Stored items
//! mail-graph-mcp-rs: Microsoft Graph mail over MCP and HTTP
//!
//! This server sends, forwards, replies to, deletes and fetches mail through
//! the Microsoft Graph REST API. It speaks the Model Context Protocol (MCP)
//! over stdio, or over streamable HTTP alongside a plain JSON API.
//!
//! # Architecture
//!
//! - [`main`]: Process entry point with CLI, env loading and transport selection
//! - [`config`]: Environment-driven configuration
//! - [`errors`]: Application error model with MCP and HTTP error mapping
//! - [`recipients`]: Recipient normalization and address validation
//! - [`payload`]: Upstream request bodies for send, reply and forward
//! - [`delivery`]: Group and individual fan-out with per-recipient outcomes
//! - [`graph`]: Graph REST transport with uniform upstream errors
//! - [`auth`]: Device-code login and bearer token cache
//! - [`fetch`]: Message listing filters and response shaping
//! - [`mailer`]: Mail operations shared by both front ends
//! - [`server`]: MCP tool handlers
//! - [`http_api`]: Plain HTTP routes
//! - [`models`]: Input/output DTOs and schema-bearing types

mod auth;
mod config;
mod delivery;
mod errors;
mod fetch;
mod graph;
mod http_api;
mod mailer;
mod models;
mod payload;
mod recipients;
mod server;
#[cfg(test)]
mod testing;

use std::net::SocketAddr;
use std::sync::Arc;
use std::time::Duration;

use auth::{Authenticator, DeviceCodeFlow, FileTokenCache, LoginPrompt, TokenCache};
use clap::{Parser, Subcommand, ValueEnum};
use config::ServerConfig;
use graph::GraphClient;
use mailer::MailService;
use rmcp::ServiceExt;
use rmcp::transport::stdio;
use rmcp::transport::streamable_http_server::session::local::LocalSessionManager;
use rmcp::transport::streamable_http_server::{StreamableHttpServerConfig, StreamableHttpService};
use server::MailGraphServer;
use tokio::net::TcpListener;
use tokio_util::sync::CancellationToken;
use tracing::{info, warn};
use tracing_subscriber::EnvFilter;

type BoxError = Box<dyn std::error::Error>;

#[derive(Parser, Debug)]
#[command(
    name = "mail-graph-mcp-rs",
    version,
    about = "Microsoft Graph mail MCP server and HTTP API"
)]
struct Cli {
    #[command(subcommand)]
    command: Option<Command>,
}

#[derive(Subcommand, Debug, PartialEq, Eq)]
enum Command {
    /// Serve MCP tools (default: stdio)
    Serve {
        #[arg(long, value_enum, default_value_t = Transport::Stdio)]
        transport: Transport,
        /// Overrides MAIL_GRAPH_HTTP_BIND in http mode
        #[arg(long)]
        bind: Option<SocketAddr>,
    },
    /// Sign in with a device code and cache the access token
    Login,
    /// Remove the cached access token
    Logout,
}

#[derive(Debug, Clone, Copy, PartialEq, Eq, ValueEnum)]
enum Transport {
    Stdio,
    Http,
}

impl Default for Command {
    fn default() -> Self {
        Self::Serve {
            transport: Transport::Stdio,
            bind: None,
        }
    }
}

/// Application entry point
///
/// Initializes tracing from environment, loads config, and runs the selected
/// command. With no command the MCP server is served over stdio, which is
/// what MCP clients expect when they spawn the process.
///
/// # Environment Variables
///
/// See [`ServerConfig::load_from_env`] for full configuration options.
///
/// # Example
///
/// ```no_run
/// MAIL_GRAPH_CLIENT_ID=00000000-0000-0000-0000-000000000000 cargo run -- login
/// cargo run -- serve --transport http --bind 127.0.0.1:8000
/// ```
#[tokio::main]
async fn main() -> Result<(), BoxError> {
    dotenvy::dotenv().ok();
    tracing_subscriber::fmt()
        .with_env_filter(EnvFilter::from_default_env())
        .with_writer(std::io::stderr)
        .init();

    let cli = Cli::parse();
    let config = ServerConfig::load_from_env()?;
    let tokens: Arc<dyn TokenCache> =
        Arc::new(FileTokenCache::new(config.token_cache_path.clone()));
    let oauth_http = reqwest::Client::builder()
        .timeout(Duration::from_millis(config.http_timeout_ms))
        .build()?;
    let auth = Arc::new(Authenticator::new(
        DeviceCodeFlow::new(oauth_http, config.oauth.clone()),
        Arc::clone(&tokens),
    ));

    match cli.command.unwrap_or_default() {
        Command::Login => {
            let challenge = auth.start_login().await?;
            println!("{}", LoginPrompt::from(&challenge).message);
            auth.complete_login(&challenge).await?;
            println!("Signed in; access token cached at {}", config.token_cache_path.display());
        }
        Command::Logout => {
            if auth.logout()? {
                println!("Cached access token removed");
            } else {
                println!("No cached access token");
            }
        }
        Command::Serve { transport, bind } => {
            if !auth.has_cached_token() {
                warn!(
                    path = %config.token_cache_path.display(),
                    "no cached access token; mail tools will fail until login completes"
                );
            }
            let mail = Arc::new(MailService::new(
                GraphClient::new(&config)?,
                tokens,
                config.fanout_concurrency,
            ));
            let server = MailGraphServer::new(Arc::clone(&mail), auth);
            match transport {
                Transport::Stdio => {
                    let service = server.serve(stdio()).await?;
                    service.waiting().await?;
                }
                Transport::Http => {
                    serve_http(server, mail, bind.unwrap_or(config.http_bind)).await?;
                }
            }
        }
    }
    Ok(())
}

/// Serve the JSON API and MCP-over-HTTP until Ctrl-C
async fn serve_http(
    server: MailGraphServer,
    mail: Arc<MailService>,
    bind: SocketAddr,
) -> Result<(), BoxError> {
    let shutdown = CancellationToken::new();
    let mcp = StreamableHttpService::new(
        move || Ok(server.clone()),
        LocalSessionManager::default().into(),
        StreamableHttpServerConfig::default(),
    );
    let app = http_api::router(mail).nest_service("/mcp", mcp);

    let listener = TcpListener::bind(bind).await?;
    info!(%bind, "HTTP API listening; MCP mounted at /mcp");

    let trigger = shutdown.clone();
    tokio::spawn(async move {
        match tokio::signal::ctrl_c().await {
            Ok(()) => info!("shutdown requested"),
            Err(e) => warn!(error = %e, "cannot listen for Ctrl-C; shutting down"),
        }
        trigger.cancel();
    });

    axum::serve(listener, app)
        .with_graceful_shutdown(shutdown.cancelled_owned())
        .await?;
    Ok(())
}
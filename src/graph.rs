//! Microsoft Graph REST transport
//!
//! Maps each mail operation to its method and URL template, attaches the
//! bearer token, and reduces every failure to [`UpstreamError`]. Nothing here
//! retries: one request in, one result out.

use std::future::Future;
use std::time::Duration;

use reqwest::header::CONTENT_TYPE;
use reqwest::{Client, Method};
use secrecy::ExposeSecret;
use serde::Serialize;
use serde_json::Value;
use thiserror::Error;
use tracing::debug;

use crate::auth::AuthHeaders;
use crate::config::ServerConfig;
use crate::errors::{AppError, AppResult};

/// Failure of a single upstream call
#[derive(Debug, Clone, PartialEq, Eq, Error)]
pub enum UpstreamError {
    /// Response outside the 2xx range
    #[error("HTTP Error {status}: {body}")]
    Status { status: u16, body: String },
    /// Connection, DNS, timeout, or (de)serialization failure
    #[error("{0}")]
    Transport(String),
}

pub type UpstreamResult<T> = Result<T, UpstreamError>;

/// Upstream operation, carrying whatever it needs to build its URL
#[derive(Debug, Clone, PartialEq, Eq)]
pub enum Operation {
    SendMail,
    Reply { message_id: String },
    Forward { message_id: String },
    Delete { message_id: String },
    ListMessages { folder: String },
    GetMessage { message_id: String },
}

impl Operation {
    pub fn method(&self) -> Method {
        match self {
            Self::SendMail | Self::Reply { .. } | Self::Forward { .. } => Method::POST,
            Self::Delete { .. } => Method::DELETE,
            Self::ListMessages { .. } | Self::GetMessage { .. } => Method::GET,
        }
    }

    /// Whether the caller consumes the response body
    pub fn returns_body(&self) -> bool {
        matches!(self, Self::ListMessages { .. } | Self::GetMessage { .. })
    }

    /// Path relative to the API base URL; identifiers are percent-encoded
    pub fn path(&self) -> String {
        match self {
            Self::SendMail => "/me/sendMail".to_owned(),
            Self::Reply { message_id } => {
                format!("/me/messages/{}/reply", urlencoding::encode(message_id))
            }
            Self::Forward { message_id } => {
                format!("/me/messages/{}/forward", urlencoding::encode(message_id))
            }
            Self::Delete { message_id } | Self::GetMessage { message_id } => {
                format!("/me/messages/{}", urlencoding::encode(message_id))
            }
            Self::ListMessages { folder } => {
                format!("/me/mailFolders/{}/messages", urlencoding::encode(folder))
            }
        }
    }
}

/// One fully described upstream call
#[derive(Debug, Clone, PartialEq)]
pub struct UpstreamRequest {
    pub operation: Operation,
    pub query: Vec<(String, String)>,
    pub body: Option<Value>,
}

impl UpstreamRequest {
    pub fn new(operation: Operation) -> Self {
        Self {
            operation,
            query: Vec::new(),
            body: None,
        }
    }

    /// Attach a JSON body
    ///
    /// # Errors
    ///
    /// Returns `Transport` if the payload cannot be serialized.
    pub fn with_json<T: Serialize>(mut self, payload: &T) -> UpstreamResult<Self> {
        let value = serde_json::to_value(payload).map_err(|e| {
            UpstreamError::Transport(format!("failed to serialize request body: {e}"))
        })?;
        self.body = Some(value);
        Ok(self)
    }

    pub fn with_query(mut self, key: &str, value: impl Into<String>) -> Self {
        self.query.push((key.to_owned(), value.into()));
        self
    }
}

/// Something that can execute upstream mail calls
///
/// Implemented by [`GraphClient`] for real traffic and by recording fakes in
/// tests. Returns the decoded JSON response for reads, and `Value::Null` for
/// operations whose response body is ignored or empty.
pub trait MailTransport: Send + Sync {
    fn call(
        &self,
        request: UpstreamRequest,
        auth: &AuthHeaders,
    ) -> impl Future<Output = UpstreamResult<Value>> + Send;
}

/// `reqwest`-backed Graph client
#[derive(Debug, Clone)]
pub struct GraphClient {
    http: Client,
    base_url: String,
}

impl GraphClient {
    /// Build a client with the configured per-call timeout
    pub fn new(config: &ServerConfig) -> AppResult<Self> {
        let http = Client::builder()
            .timeout(Duration::from_millis(config.http_timeout_ms))
            .build()
            .map_err(|e| AppError::Internal(format!("failed to build HTTP client: {e}")))?;
        Ok(Self::with_client(http, config.api_url.clone()))
    }

    pub fn with_client(http: Client, base_url: impl Into<String>) -> Self {
        Self {
            http,
            base_url: base_url.into(),
        }
    }
}

impl MailTransport for GraphClient {
    async fn call(&self, request: UpstreamRequest, auth: &AuthHeaders) -> UpstreamResult<Value> {
        let url = format!("{}{}", self.base_url, request.operation.path());
        let method = request.operation.method();
        debug!(%method, %url, "graph request");

        let mut builder = self
            .http
            .request(method, &url)
            .bearer_auth(auth.token().expose_secret())
            .header(CONTENT_TYPE, "application/json");
        if !request.query.is_empty() {
            builder = builder.query(&request.query);
        }
        if let Some(body) = &request.body {
            builder = builder.json(body);
        }

        let response = builder.send().await.map_err(transport_error)?;
        let status = response.status();
        let text = response.text().await.map_err(transport_error)?;
        debug!(status = status.as_u16(), "graph response");

        if !status.is_success() {
            return Err(UpstreamError::Status {
                status: status.as_u16(),
                body: text,
            });
        }
        if !request.operation.returns_body() || text.trim().is_empty() {
            return Ok(Value::Null);
        }
        serde_json::from_str(&text)
            .map_err(|e| UpstreamError::Transport(format!("invalid JSON response: {e}")))
    }
}

fn transport_error(err: reqwest::Error) -> UpstreamError {
    if err.is_timeout() {
        UpstreamError::Transport(format!("request timed out: {err}"))
    } else {
        UpstreamError::Transport(err.to_string())
    }
}
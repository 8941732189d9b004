//! Recipient normalization and address validation
//!
//! Front ends accept recipients either as a single delimited string
//! (`"a@x.com; b@x.com, c@x.com"`) or as a list. Both shapes are collapsed
//! into a plain ordered `Vec<String>` here so nothing downstream branches on
//! input shape again.

use std::sync::LazyLock;

use regex::Regex;
use schemars::JsonSchema;
use serde::{Deserialize, Serialize};

/// Ordered address list; duplicates are preserved
pub type RecipientList = Vec<String>;

static ADDRESS_REGEX: LazyLock<Regex> = LazyLock::new(|| {
    Regex::new(r"^[\w.-]+@[\w.-]+\.\w{2,}$").expect("invalid address regex")
});

/// Recipient field as supplied by a caller
#[derive(Debug, Clone, PartialEq, Eq, Serialize, Deserialize, JsonSchema)]
#[serde(untagged)]
pub enum RecipientInput {
    /// Comma and/or semicolon separated addresses
    Delimited(String),
    /// Already split addresses, taken verbatim
    List(Vec<String>),
}

impl From<&str> for RecipientInput {
    fn from(value: &str) -> Self {
        Self::Delimited(value.to_owned())
    }
}

impl From<Vec<String>> for RecipientInput {
    fn from(value: Vec<String>) -> Self {
        Self::List(value)
    }
}

/// Collapse a recipient field into a canonical list
///
/// Lists pass through untouched. Strings are split on `,` and `;`, each piece
/// trimmed, and empty pieces dropped. An absent field yields an empty list.
pub fn normalize(input: Option<&RecipientInput>) -> RecipientList {
    match input {
        Some(RecipientInput::List(list)) => list.clone(),
        Some(RecipientInput::Delimited(raw)) => raw
            .split([',', ';'])
            .map(str::trim)
            .filter(|piece| !piece.is_empty())
            .map(str::to_owned)
            .collect(),
        None => Vec::new(),
    }
}

/// Whether a single address satisfies the accepted `local@domain.tld` shape
pub fn is_valid_address(address: &str) -> bool {
    ADDRESS_REGEX.is_match(address)
}

/// Return the addresses that fail the format rule, in input order
pub fn validate<'a, I>(addresses: I) -> Vec<String>
where
    I: IntoIterator<Item = &'a String>,
{
    addresses
        .into_iter()
        .filter(|address| !is_valid_address(address))
        .cloned()
        .collect()
}

/// Normalized TO/CC/BCC lists for one operation
#[derive(Debug, Clone, Default, PartialEq, Eq)]
pub struct Recipients {
    pub to: RecipientList,
    pub cc: RecipientList,
    pub bcc: RecipientList,
}

impl Recipients {
    /// Normalize the three raw recipient fields of a request
    pub fn from_inputs(
        to: Option<&RecipientInput>,
        cc: Option<&RecipientInput>,
        bcc: Option<&RecipientInput>,
    ) -> Self {
        Self {
            to: normalize(to),
            cc: normalize(cc),
            bcc: normalize(bcc),
        }
    }

    /// Invalid addresses across TO, CC and BCC, checked in one pass
    pub fn invalid_addresses(&self) -> Vec<String> {
        validate(self.to.iter().chain(&self.cc).chain(&self.bcc))
    }
}
//! Upstream request bodies for send, reply and forward
//!
//! Pure constructors; no I/O and no validation. Field names follow the Graph
//! wire contract, so every struct here is `camelCase` on the wire.

use schemars::JsonSchema;
use serde::{Deserialize, Serialize};

/// Body format of a message or reply
#[derive(Debug, Clone, Copy, Default, PartialEq, Eq, Serialize, Deserialize, JsonSchema)]
pub enum ContentType {
    #[default]
    Text,
    #[serde(rename = "HTML", alias = "Html", alias = "html")]
    Html,
}

/// `{"emailAddress": {"address": ...}}`
#[derive(Debug, Clone, PartialEq, Eq, Serialize)]
#[serde(rename_all = "camelCase")]
pub struct Recipient {
    pub email_address: EmailAddress,
}

#[derive(Debug, Clone, PartialEq, Eq, Serialize)]
pub struct EmailAddress {
    pub address: String,
}

#[derive(Debug, Clone, PartialEq, Eq, Serialize)]
#[serde(rename_all = "camelCase")]
pub struct ItemBody {
    pub content_type: ContentType,
    pub content: String,
}

/// Body of `POST /me/sendMail`
#[derive(Debug, Clone, PartialEq, Eq, Serialize)]
#[serde(rename_all = "camelCase")]
pub struct SendMailPayload {
    pub message: OutgoingMessage,
    pub save_to_sent_items: bool,
}

#[derive(Debug, Clone, PartialEq, Eq, Serialize)]
#[serde(rename_all = "camelCase")]
pub struct OutgoingMessage {
    pub subject: String,
    pub body: ItemBody,
    pub to_recipients: Vec<Recipient>,
    pub cc_recipients: Vec<Recipient>,
    pub bcc_recipients: Vec<Recipient>,
}

/// Body of `POST /me/messages/{id}/forward`
///
/// Unlike [`OutgoingMessage`], empty CC/BCC sections are left out entirely.
#[derive(Debug, Clone, PartialEq, Eq, Serialize)]
#[serde(rename_all = "camelCase")]
pub struct ForwardPayload {
    pub comment: String,
    pub to_recipients: Vec<Recipient>,
    #[serde(skip_serializing_if = "Vec::is_empty")]
    pub cc_recipients: Vec<Recipient>,
    #[serde(skip_serializing_if = "Vec::is_empty")]
    pub bcc_recipients: Vec<Recipient>,
}

/// Body of `POST /me/messages/{id}/reply`
#[derive(Debug, Clone, PartialEq, Eq, Serialize)]
pub struct ReplyPayload {
    pub message: ReplyMessage,
}

#[derive(Debug, Clone, PartialEq, Eq, Serialize)]
pub struct ReplyMessage {
    pub body: ItemBody,
}

pub fn build_recipients(addresses: &[String]) -> Vec<Recipient> {
    addresses
        .iter()
        .map(|address| Recipient {
            email_address: EmailAddress {
                address: address.clone(),
            },
        })
        .collect()
}

pub fn build_message_payload(
    to: &[String],
    subject: &str,
    body: &str,
    content_type: ContentType,
    cc: &[String],
    bcc: &[String],
) -> SendMailPayload {
    SendMailPayload {
        message: OutgoingMessage {
            subject: subject.to_owned(),
            body: ItemBody {
                content_type,
                content: body.to_owned(),
            },
            to_recipients: build_recipients(to),
            cc_recipients: build_recipients(cc),
            bcc_recipients: build_recipients(bcc),
        },
        save_to_sent_items: true,
    }
}

pub fn build_forward_payload(
    to: &[String],
    cc: &[String],
    bcc: &[String],
    additional_message: &str,
) -> ForwardPayload {
    ForwardPayload {
        comment: additional_message.to_owned(),
        to_recipients: build_recipients(to),
        cc_recipients: build_recipients(cc),
        bcc_recipients: build_recipients(bcc),
    }
}

pub fn build_reply_payload(reply_message: &str, content_type: ContentType) -> ReplyPayload {
    ReplyPayload {
        message: ReplyMessage {
            body: ItemBody {
                content_type,
                content: reply_message.to_owned(),
            },
        },
    }
}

# Assignment
Across the data above, how many lines contain "split"? Reply with a bare number.

# Answer box
3